Keputusan memercayakan kepelatihan kepada Hong Myung-bo menuai kritik tajam setelah hasil buruk yang diraih timnas Korea Selatan. Dalam ajang Piala Dunia 2026, Korea Selatan gagal melaju ke babak gugur setelah dikalahkan oleh Afrika Selatan pada pertandingan terakhir babak penyisihan Grup A.
Kekalahan tersebut membuat banyak pihak mempertanyakan kembali bagaimana proses penunjukan Hong Myung-bo berlangsung pada tahun 2024 lalu. Banyak yang menduga adanya ketidakberesan dalam prosedur yang seharusnya mengikuti standar transparansi dan akuntabilitas yang ketat.
Dikutip Nismedia.id dari akun Twitter @centregoals, pada tanggal 5 Agustus 2026, petugas kepolisian bahkan mendatangi kediaman Hong Myung-bo untuk menanyakan secara langsung seputar proses pengangkatannya sebagai pelatih kepala. Pemeriksaan ini menjadi titik terang dari rentetan dugaan pelanggaran yang semakin meluas.
Tekanan terhadap nama-nama petinggi KFA semakin menguat seiring dengan berjalannya penyelidikan. Pekan lalu, tidak hanya Hong Myung-bo yang dipanggil, tetapi juga mantan ketua KFA, Chung Mong-gu, telah dimintai keterangan di hadapan parlemen Korea Selatan.
Kedua tokoh tersebut dipaksa menjawab beragam pertanyaan kritis seputar alasan dan dasar pertimbangan pengangkatan Hong Myung-bo. Banyak anggota parlemen yang mendesak agar seluruh dokumen dan bukti pendukung segera dipaparkan secara terbuka kepada masyarakat luas.

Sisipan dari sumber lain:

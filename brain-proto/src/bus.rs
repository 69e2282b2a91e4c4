//! Wire envelopes carried over the durable message bus.
//!
//! These are plain serde structs/enums, not traits — the bus transport
//! itself (subjects, queue groups, ack semantics) is `brain-bus`'s concern.
//! Keeping the envelope shapes here means every crate that needs to read or
//! construct one (`brain-dispatch`, `brain-schedule`, `brain-transfer`,
//! `brain-task`, `brain-agent`) shares a single definition.

use serde::{Deserialize, Serialize};

/// A request to run a job, published by the Brain onto `jobs.dispatch`.
#[non_exhaustive]
#[derive(Debug, Clone, Serialize, Deserialize)]
pub struct JobDispatch {
    /// Unique job identifier, assigned by the dispatcher.
    pub job_id: String,
    /// What kind of job this is.
    #[serde(rename = "type")]
    pub job_type: JobType,
    /// ISO-8601 creation timestamp.
    pub created_at: String,
    /// Agent-mode job payload (present iff `job_type == Agent`).
    pub job: Option<serde_json::Value>,
    /// Command-mode shell command (present iff `job_type == Command`).
    pub command: Option<String>,
    /// HTTP-mode target URL (present iff `job_type == Http`).
    pub url: Option<String>,
    /// HTTP-mode method.
    pub method: Option<String>,
    /// HTTP-mode headers.
    pub headers: Option<serde_json::Value>,
    /// Template variables available to the job.
    pub vars: Option<serde_json::Value>,
    /// Who triggered this job (`"schedule"`, `"agent"`, `"http"`, …).
    pub source: Option<String>,
    /// Distributed-trace propagation context (W3C traceparent or similar).
    pub trace_context: Option<String>,
}

impl JobDispatch {
    /// Build an envelope with its required fields; mode-specific fields
    /// (`job`/`command`/`url`/…) default to `None` and are set by the
    /// caller afterward.
    pub fn new(job_id: impl Into<String>, job_type: JobType, created_at: impl Into<String>) -> Self {
        Self {
            job_id: job_id.into(),
            job_type,
            created_at: created_at.into(),
            job: None,
            command: None,
            url: None,
            method: None,
            headers: None,
            vars: None,
            source: None,
            trace_context: None,
        }
    }
}

/// What kind of job a [`JobDispatch`] describes.
#[derive(Debug, Clone, Copy, PartialEq, Eq, Serialize, Deserialize)]
#[serde(rename_all = "snake_case")]
pub enum JobType {
    /// Run through the agent loop.
    Agent,
    /// Run a shell command in the worker's sandbox.
    Command,
    /// Issue an HTTP request.
    Http,
}

/// A status update published by a worker on `jobs.status.<jobId>`.
#[non_exhaustive]
#[derive(Debug, Clone, Serialize, Deserialize)]
pub struct JobStatus {
    /// The job this update concerns.
    pub job_id: String,
    /// Which worker process emitted this update.
    pub worker_id: String,
    /// The new status.
    pub status: JobState,
    /// Result payload (present only on `status == Completed`).
    pub result: Option<serde_json::Value>,
    /// Error string (present only on `status == Failed`).
    pub error: Option<String>,
    /// Wall-clock duration once terminal.
    pub duration_ms: Option<u64>,
    /// Trace id echoed back for correlation.
    pub trace_id: Option<String>,
}

impl JobStatus {
    /// Build a status update with its required fields; `result`/`error`/
    /// `duration_ms`/`trace_id` default to `None`.
    pub fn new(job_id: impl Into<String>, worker_id: impl Into<String>, status: JobState) -> Self {
        Self {
            job_id: job_id.into(),
            worker_id: worker_id.into(),
            status,
            result: None,
            error: None,
            duration_ms: None,
            trace_id: None,
        }
    }
}

/// The lifecycle state of a job row.
#[derive(Debug, Clone, Copy, PartialEq, Eq, Serialize, Deserialize)]
#[serde(rename_all = "snake_case")]
pub enum JobState {
    /// Published to the bus, not yet picked up.
    Dispatched,
    /// A worker claimed it.
    Received,
    /// A worker is executing it.
    Running,
    /// Finished successfully. Terminal.
    Completed,
    /// Finished with an error. Terminal.
    Failed,
}

impl JobState {
    /// Terminal states are immutable once reached (§3 of the spec).
    pub fn is_terminal(self) -> bool {
        matches!(self, JobState::Completed | JobState::Failed)
    }
}

/// Published by a joining Brain instance to announce it wants to become
/// active (`transfer.ready`).
#[non_exhaustive]
#[derive(Debug, Clone, Serialize, Deserialize)]
pub struct TransferReady {
    /// The joining instance's id.
    pub id: String,
    /// The joining instance's software version.
    pub version: String,
    /// ISO-8601 timestamp.
    pub timestamp: String,
}

impl TransferReady {
    /// Build a `transfer.ready` announcement.
    pub fn new(id: impl Into<String>, version: impl Into<String>, timestamp: impl Into<String>) -> Self {
        Self { id: id.into(), version: version.into(), timestamp: timestamp.into() }
    }
}

/// Published by the active instance once it has drained and written a
/// handoff note (`transfer.clear`).
#[non_exhaustive]
#[derive(Debug, Clone, Serialize, Deserialize)]
pub struct TransferClear {
    /// The active instance's id.
    pub id: String,
    /// The handoff note the joining instance should read.
    pub handoff_note_id: String,
    /// ISO-8601 timestamp.
    pub timestamp: String,
}

impl TransferClear {
    /// Build a `transfer.clear` announcement.
    pub fn new(id: impl Into<String>, handoff_note_id: impl Into<String>, timestamp: impl Into<String>) -> Self {
        Self { id: id.into(), handoff_note_id: handoff_note_id.into(), timestamp: timestamp.into() }
    }
}

/// Published by the joining instance once it has read the handoff note and
/// is ready to take over (`transfer.ack`).
#[non_exhaustive]
#[derive(Debug, Clone, Serialize, Deserialize)]
pub struct TransferAck {
    /// The joining instance's id.
    pub id: String,
    /// ISO-8601 timestamp.
    pub timestamp: String,
}

impl TransferAck {
    /// Build a `transfer.ack` announcement.
    pub fn new(id: impl Into<String>, timestamp: impl Into<String>) -> Self {
        Self { id: id.into(), timestamp: timestamp.into() }
    }
}

/// Published by either side to abandon an in-progress handoff
/// (`transfer.abort`).
#[non_exhaustive]
#[derive(Debug, Clone, Serialize, Deserialize)]
pub struct TransferAbort {
    /// The publishing instance's id.
    pub id: String,
    /// Why the handoff is being aborted.
    pub reason: String,
    /// ISO-8601 timestamp.
    pub timestamp: String,
}

impl TransferAbort {
    /// Build a `transfer.abort` announcement.
    pub fn new(id: impl Into<String>, reason: impl Into<String>, timestamp: impl Into<String>) -> Self {
        Self { id: id.into(), reason: reason.into(), timestamp: timestamp.into() }
    }
}

/// Published by an MCP extension server announcing itself to the Brain
/// (`extensions.announce`).
#[non_exhaustive]
#[derive(Debug, Clone, Serialize, Deserialize)]
pub struct ExtensionAnnounce {
    /// Extension's self-assigned id.
    pub id: String,
    /// Human-readable name.
    pub name: String,
    /// Extension's own version string.
    pub version: String,
    /// Human-readable description.
    pub description: String,
    /// The streamable-HTTP endpoint to reach it at.
    pub mcp_url: String,
    /// Transport kind. Always `"streamable-http"` for announced extensions
    /// (stdio extensions are configured directly as skills, not announced).
    pub transport: String,
    /// Tool names the extension claims to expose, if known up front.
    pub tools: Option<Vec<String>>,
    /// Free-form tags for discovery/filtering.
    pub tags: Option<Vec<String>>,
}

/// Liveness ping from an announced extension (`extensions.<id>.heartbeat`).
#[non_exhaustive]
#[derive(Debug, Clone, Serialize, Deserialize)]
pub struct Heartbeat {
    /// Extension id this heartbeat is for.
    pub id: String,
    /// ISO-8601 timestamp.
    pub timestamp: String,
    /// Extension process uptime in seconds.
    pub uptime: u64,
    /// Number of requests the extension is currently handling.
    pub active_requests: u32,
}

/// Terminal result from an ephemeral task pod (`tasks.result.<taskId>`).
#[non_exhaustive]
#[derive(Debug, Clone, Serialize, Deserialize)]
pub struct TaskResult {
    /// The task this result is for.
    pub task_id: String,
    /// Terminal status.
    pub status: TaskResultStatus,
    /// Result payload on success.
    pub result: Option<serde_json::Value>,
    /// Error string on failure.
    pub error: Option<String>,
    /// Wall-clock duration.
    pub duration_ms: u64,
    /// Files the task modified, if the toolbox reports that.
    pub files_changed: Option<Vec<String>>,
    /// Trace id echoed back for correlation.
    pub trace_id: Option<String>,
}

/// How an ephemeral task pod finished.
#[derive(Debug, Clone, Copy, PartialEq, Eq, Serialize, Deserialize)]
#[serde(rename_all = "snake_case")]
pub enum TaskResultStatus {
    /// Finished successfully.
    Completed,
    /// Finished with an error.
    Failed,
    /// Killed after exceeding its deadline.
    Timeout,
}
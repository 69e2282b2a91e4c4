//! In-process plugins — tool sources that live in the same binary as the Brain.

use crate::ToolDyn;
use std::sync::Arc;

/// A source of tools and triggers that runs in-process, as opposed to an
/// MCP skill (separate process/endpoint) or a hard-coded built-in.
///
/// Plugins are registered at startup and contribute their tools to the
/// [`crate::UnifiedRegistry`] under the plugin's own namespace. `on_trigger`
/// lets a plugin react to lifecycle events (tool registered, skill enabled)
/// without being polled.
pub trait Plugin: Send + Sync {
    /// Stable identifier for this plugin, used to namespace its tools.
    fn id(&self) -> &str;

    /// The tools this plugin contributes.
    fn tools(&self) -> Vec<Arc<dyn ToolDyn>>;

    /// Called when something the plugin might care about happens.
    /// Default implementation does nothing — most plugins are pure tool
    /// sources with no reactive behavior.
    fn on_trigger(&self, _event: &str) {}
}
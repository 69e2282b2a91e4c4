//! Status Tracker: persists every `jobs.status.*` update, emits a local
//! event on the terminal transition. Plus the zombie reaper.

use std::time::Duration;

use brain_bus::{subjects, BusClient, Consumer};
use brain_proto::bus::JobState;
use brain_store::{JobStatus as StoredJobStatus, Store};
use chrono::{DateTime, Utc};

use crate::error::DispatchError;
use crate::events::JobEvents;

/// How often the zombie reaper scans for stalled jobs.
pub const REAPER_SCAN_INTERVAL: Duration = Duration::from_secs(60);

/// A job idle (no status update) longer than this is force-failed.
pub const REAPER_IDLE_THRESHOLD: Duration = Duration::from_secs(120);

fn to_stored_status(state: JobState) -> StoredJobStatus {
    match state {
        JobState::Dispatched => StoredJobStatus::Dispatched,
        JobState::Received => StoredJobStatus::Received,
        JobState::Running => StoredJobStatus::Running,
        JobState::Completed => StoredJobStatus::Completed,
        JobState::Failed => StoredJobStatus::Failed,
    }
}

/// Build a durable, queue-grouped consumer on `jobs.status.*` for use with
/// [`run`]. The stream must already include that subject (callers pass the
/// same `JOBS` stream the dispatcher publishes onto).
pub async fn subscribe(
    bus: &BusClient,
    stream: &async_nats::jetstream::stream::Stream,
    durable_name: &str,
) -> Result<Consumer, DispatchError> {
    bus.durable_consumer(
        stream,
        durable_name,
        subjects::JOBS_STATUS_WILDCARD,
        Duration::from_secs(30),
        5,
    )
    .await
    .map_err(Into::into)
}

/// Run the status tracker loop forever: pull the next `JobStatus`, persist
/// it, emit the local `job:<id>` event on a terminal transition, and ack.
///
/// Per §4.5's ordering note ("Brain only acts on the terminal
/// transition"), non-terminal updates are persisted but don't notify —
/// `wait_for_completion` only cares about completion.
pub async fn run(consumer: Consumer, store: Store, events: JobEvents) {
    loop {
        let delivered = match consumer.next::<brain_proto::bus::JobStatus>().await {
            Ok(d) => d,
            Err(err) => {
                tracing::warn!(error = %err, "status tracker: bus read failed, retrying");
                tokio::time::sleep(Duration::from_secs(1)).await;
                continue;
            }
        };

        let update = &delivered.payload;
        let result = store
            .update_job_status(
                &update.job_id,
                Some(&update.worker_id),
                to_stored_status(update.status),
                update.result.as_ref(),
                update.error.as_deref(),
                update.duration_ms.map(|ms| ms as i64),
            )
            .await;

        match result {
            Ok(()) => {
                if update.status.is_terminal() {
                    events.notify(&update.job_id);
                }
            }
            Err(brain_store::StoreError::JobTerminal(_)) => {
                // Redelivery of an already-terminal update; idempotent, just ack.
                tracing::debug!(job_id = %update.job_id, "status tracker: duplicate terminal update");
            }
            Err(err) => {
                tracing::error!(job_id = %update.job_id, error = %err, "status tracker: persist failed");
            }
        }

        if let Err(err) = delivered.ack().await {
            tracing::warn!(error = %err, "status tracker: ack failed");
        }
    }
}

/// Run the zombie reaper loop forever: every [`REAPER_SCAN_INTERVAL`],
/// force-fail any job in `dispatched|received|running` whose `updated_at`
/// is older than [`REAPER_IDLE_THRESHOLD`].
pub async fn run_reaper(store: Store, events: JobEvents) {
    let mut interval = tokio::time::interval(REAPER_SCAN_INTERVAL);
    loop {
        interval.tick().await;
        if let Err(err) = reap_once(&store, &events).await {
            tracing::error!(error = %err, "zombie reaper: scan failed");
        }
    }
}

async fn reap_once(store: &Store, events: &JobEvents) -> Result<(), DispatchError> {
    let now = Utc::now();
    for job in store.list_active_jobs().await? {
        let updated_at: DateTime<Utc> = match DateTime::parse_from_rfc3339(&job.updated_at) {
            Ok(ts) => ts.with_timezone(&Utc),
            Err(_) => continue,
        };
        let idle = now.signed_duration_since(updated_at);
        if idle.to_std().unwrap_or(Duration::ZERO) < REAPER_IDLE_THRESHOLD {
            continue;
        }

        tracing::warn!(job_id = %job.job_id, "zombie reaper: force-failing stalled job");
        let reaped = store
            .update_job_status(
                &job.job_id,
                None,
                StoredJobStatus::Failed,
                None,
                Some("reaper: job exceeded idle threshold without a status update"),
                None,
            )
            .await;
        if let Err(brain_store::StoreError::JobTerminal(_)) = reaped {
            continue; // raced with a real terminal update; nothing to reap
        }
        reaped?;
        events.notify(&job.job_id);
    }
    Ok(())
}
//! CRUD for `schedules` (SPEC_FULL.md §4.6, §4.10). Mutations go through
//! [`brain_schedule::ScheduleManager`] rather than the store directly, so
//! the in-process timer stays in sync with the row.

use axum::extract::{Path, State};
use axum::Json;
use brain_store::{Schedule, WorkType};
use serde::Deserialize;

use crate::error::ApiError;
use crate::state::AppState;

#[derive(Debug, Deserialize)]
pub struct CreateSchedule {
    name: String,
    cron_expr: String,
    job_type: WorkType,
    config: serde_json::Value,
}

#[derive(Debug, Deserialize)]
pub struct UpdateSchedule {
    name: String,
    cron_expr: String,
    job_type: WorkType,
    config: serde_json::Value,
    enabled: bool,
}

pub async fn list(State(state): State<AppState>) -> Result<Json<Vec<Schedule>>, ApiError> {
    Ok(Json(state.store().list_schedules().await?))
}

pub async fn get(
    State(state): State<AppState>,
    Path(id): Path<String>,
) -> Result<Json<Schedule>, ApiError> {
    state
        .store()
        .get_schedule(&id)
        .await?
        .map(Json)
        .ok_or(ApiError::NotFound(id))
}

pub async fn create(
    State(state): State<AppState>,
    Json(req): Json<CreateSchedule>,
) -> Result<Json<Schedule>, ApiError> {
    Ok(Json(
        state
            .schedules()
            .create(&req.name, &req.cron_expr, req.job_type, req.config)
            .await?,
    ))
}

pub async fn update(
    State(state): State<AppState>,
    Path(id): Path<String>,
    Json(req): Json<UpdateSchedule>,
) -> Result<Json<Schedule>, ApiError> {
    Ok(Json(
        state
            .schedules()
            .update(&id, &req.name, &req.cron_expr, req.job_type, &req.config, req.enabled)
            .await?,
    ))
}

pub async fn delete(
    State(state): State<AppState>,
    Path(id): Path<String>,
) -> Result<(), ApiError> {
    if state.schedules().delete(&id).await? {
        Ok(())
    } else {
        Err(ApiError::NotFound(id))
    }
}

pub async fn trigger(
    State(state): State<AppState>,
    Path(id): Path<String>,
) -> Result<Json<serde_json::Value>, ApiError> {
    let job_id = state.schedules().trigger(&id).await?;
    Ok(Json(serde_json::json!({ "jobId": job_id })))
}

Kekalahan dari Afrika Selatan dianggap sebagai salah satu hasil paling memalukan dalam sejarah perjalanan timnas Korea Selatan di panggung Piala Dunia. Kepercayaan masyarakat yang selama ini begitu besar kepada timnas kini berubah menjadi kekecewaan yang mendalam dan tuntutan pertanggungjawaban.

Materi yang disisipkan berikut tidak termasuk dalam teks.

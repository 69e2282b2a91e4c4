//! Built-in tools bound into the agent loop's [`UnifiedRegistry`]
//! (SPEC_FULL.md §4.4).
//!
//! spec.md §4.4 lists twelve built-ins. This wires the three the
//! dispatcher/status-tracker pair already makes cheap to expose —
//! `dispatch_job`, `get_job_status`, `list_jobs` — since they only need
//! a `Store` and a `BusClient`, both `Clone`. The rest
//! (`memory_store`/`memory_search`/`memory_delete`, `manage_skill`,
//! `list_skills`, `search_registry`, `get_system_info`,
//! `dispatch_task_pod`, `dispatch_companion`) need a shared, cloneable
//! `MemoryService` / skill registry / task manager / orchestrator that
//! isn't threaded through `build_turn` yet — tracked in DESIGN.md rather
//! than stubbed out here.

use std::pin::Pin;

use brain_dispatch::DispatchRequest;
use brain_proto::bus::JobType;
use brain_store::Store;
use brain_tool::{ToolDyn, ToolError};
use serde_json::{json, Value};

/// `dispatch_job`: hand a command/http/agent job to the dispatcher and
/// return its id immediately. Does not wait for completion — that's
/// `get_job_status`'s job.
pub struct DispatchJobTool {
    bus: brain_bus::BusClient,
    store: Store,
}

impl DispatchJobTool {
    /// Build the tool over an already-connected bus and store.
    pub fn new(bus: brain_bus::BusClient, store: Store) -> Self {
        Self { bus, store }
    }
}

#[derive(serde::Deserialize)]
struct DispatchJobInput {
    #[serde(rename = "type")]
    job_type: JobType,
    job: Option<Value>,
    command: Option<String>,
    url: Option<String>,
    method: Option<String>,
    headers: Option<Value>,
    vars: Option<Value>,
}

impl ToolDyn for DispatchJobTool {
    fn name(&self) -> &str {
        "dispatch_job"
    }

    fn description(&self) -> &str {
        "Dispatch a command, http, or agent job to a worker and return its job id"
    }

    fn input_schema(&self) -> Value {
        json!({
            "type": "object",
            "properties": {
                "type": {"type": "string", "enum": ["command", "http", "agent"]},
                "job": {"type": "object"},
                "command": {"type": "string"},
                "url": {"type": "string"},
                "method": {"type": "string"},
                "headers": {"type": "object"},
                "vars": {"type": "object"},
            },
            "required": ["type"],
        })
    }

    fn call(
        &self,
        input: Value,
    ) -> Pin<Box<dyn std::future::Future<Output = Result<Value, ToolError>> + Send + '_>> {
        Box::pin(async move {
            let input: DispatchJobInput = serde_json::from_value(input)
                .map_err(|err| ToolError::InvalidInput(err.to_string()))?;
            let request = DispatchRequest {
                job_type: input.job_type,
                job: input.job,
                command: input.command,
                url: input.url,
                method: input.method,
                headers: input.headers,
                vars: input.vars,
                source: Some("agent".to_string()),
            };
            let job_id = brain_dispatch::dispatch(&self.bus, &self.store, request)
                .await
                .map_err(|err| ToolError::ExecutionFailed(err.to_string()))?;
            Ok(json!({ "job_id": job_id }))
        })
    }
}

/// `get_job_status`: look up one job's current row.
pub struct GetJobStatusTool {
    store: Store,
}

impl GetJobStatusTool {
    /// Build the tool over the shared store.
    pub fn new(store: Store) -> Self {
        Self { store }
    }
}

#[derive(serde::Deserialize)]
struct JobIdInput {
    job_id: String,
}

impl ToolDyn for GetJobStatusTool {
    fn name(&self) -> &str {
        "get_job_status"
    }

    fn description(&self) -> &str {
        "Fetch the current status and result of a previously dispatched job"
    }

    fn input_schema(&self) -> Value {
        json!({
            "type": "object",
            "properties": {"job_id": {"type": "string"}},
            "required": ["job_id"],
        })
    }

    fn call(
        &self,
        input: Value,
    ) -> Pin<Box<dyn std::future::Future<Output = Result<Value, ToolError>> + Send + '_>> {
        Box::pin(async move {
            let input: JobIdInput = serde_json::from_value(input)
                .map_err(|err| ToolError::InvalidInput(err.to_string()))?;
            let job = self
                .store
                .get_job(&input.job_id)
                .await
                .map_err(|err| ToolError::ExecutionFailed(err.to_string()))?
                .ok_or_else(|| ToolError::InvalidInput(format!("unknown job: {}", input.job_id)))?;
            serde_json::to_value(job).map_err(|err| ToolError::ExecutionFailed(err.to_string()))
        })
    }
}

/// `list_jobs`: list every job the store has ever dispatched, newest first.
pub struct ListJobsTool {
    store: Store,
}

impl ListJobsTool {
    /// Build the tool over the shared store.
    pub fn new(store: Store) -> Self {
        Self { store }
    }
}

impl ToolDyn for ListJobsTool {
    fn name(&self) -> &str {
        "list_jobs"
    }

    fn description(&self) -> &str {
        "List all dispatched jobs, newest first"
    }

    fn input_schema(&self) -> Value {
        json!({"type": "object", "properties": {}})
    }

    fn call(
        &self,
        _input: Value,
    ) -> Pin<Box<dyn std::future::Future<Output = Result<Value, ToolError>> + Send + '_>> {
        Box::pin(async move {
            let jobs = self
                .store
                .list_jobs()
                .await
                .map_err(|err| ToolError::ExecutionFailed(err.to_string()))?;
            serde_json::to_value(jobs).map_err(|err| ToolError::ExecutionFailed(err.to_string()))
        })
    }
}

Publik menuntut agar seluruh rangkaian proses perekrutan pelatih kepala dibuka kembali dan diteliti ulang dari awal. Mereka menilai bahwa kinerja timnas yang menurun drastis merupakan bukti nyata adanya kesalahan mendasar dalam proses pengambilan keputusan di tingkat pimpinan federasi.

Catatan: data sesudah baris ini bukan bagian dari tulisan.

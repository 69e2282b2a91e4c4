//! Internal error helpers for mapping HTTP/reqwest errors to [`ProviderError`].

use std::time::Duration;

use brain_model::ProviderError;

/// Map an HTTP status code (from the Anthropic API) to a [`ProviderError`].
///
/// Reference: <https://docs.anthropic.com/en/api/errors>
pub(crate) fn map_http_status(
    status: reqwest::StatusCode,
    body: &str,
) -> ProviderError {
    match status.as_u16() {
        401 => ProviderError::Authentication(body.to_string()),
        400 => ProviderError::InvalidRequest(body.to_string()),
        404 => ProviderError::ModelNotFound(body.to_string()),
        // 429 may include a Retry-After header; we parse from body as best-effort
        429 => ProviderError::RateLimit { retry_after: parse_retry_after(body) },
        // 529 is Anthropic's overloaded status
        529 => ProviderError::ServiceUnavailable(body.to_string()),
        500..=528 | 530..=599 => ProviderError::ServiceUnavailable(body.to_string()),
        _ => ProviderError::InvalidRequest(format!("HTTP {status}: {body}")),
    }
}

/// Attempt to parse a retry delay in seconds from an Anthropic error body.
///
/// Anthropic returns `{"error": {"type": "rate_limit_error", ...}}` but does
/// not include a retry delay in the body — that comes in the `Retry-After`
/// header, which we don't have here. Returns `None` always for now; callers
/// with header access can construct `RateLimit` directly.
fn parse_retry_after(_body: &str) -> Option<Duration> {
    None
}

/// Map a [`reqwest::Error`] to a [`ProviderError`].
pub(crate) fn map_reqwest_error(err: reqwest::Error) -> ProviderError {
    if err.is_timeout() {
        // Use a generic 30-second duration since we don't track the configured timeout here
        ProviderError::Timeout(Duration::from_secs(30))
    } else {
        ProviderError::Network(Box::new(err))
    }
}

Sejauh ini, Hong Myung-bo belum memberikan pernyataan resmi terkait langkah yang akan diambilnya menyusul pemeriksaan tersebut. Beberapa sumber menyebutkan bahwa kemungkinan besar ia akan mengundurkan diri dari jabatannya demi kelancaran jalannya penyelidikan.
Sementara itu, pihak KFA berusaha menenangkan keadaan dengan menyatakan akan memberikan dukungan penuh terhadap proses penyelidikan yang sedang berlangsung. Namun, pengakuan itu tampaknya belum cukup untuk meredam gelombang kemarahan dan tuntutan perubahan yang datang dari berbagai kalangan.
Penyelidikan ini diprediksi akan terus berlanjut hingga beberapa pekan ke depan. Masyarakat pun kini menunggu dengan penuh harap agar hasil akhirnya dapat membawa kebenaran dan sekaligus menjadi titik balik bagi perbaikan tata kelola sepak bola Korea Selatan yang lebih bersih dan profesional.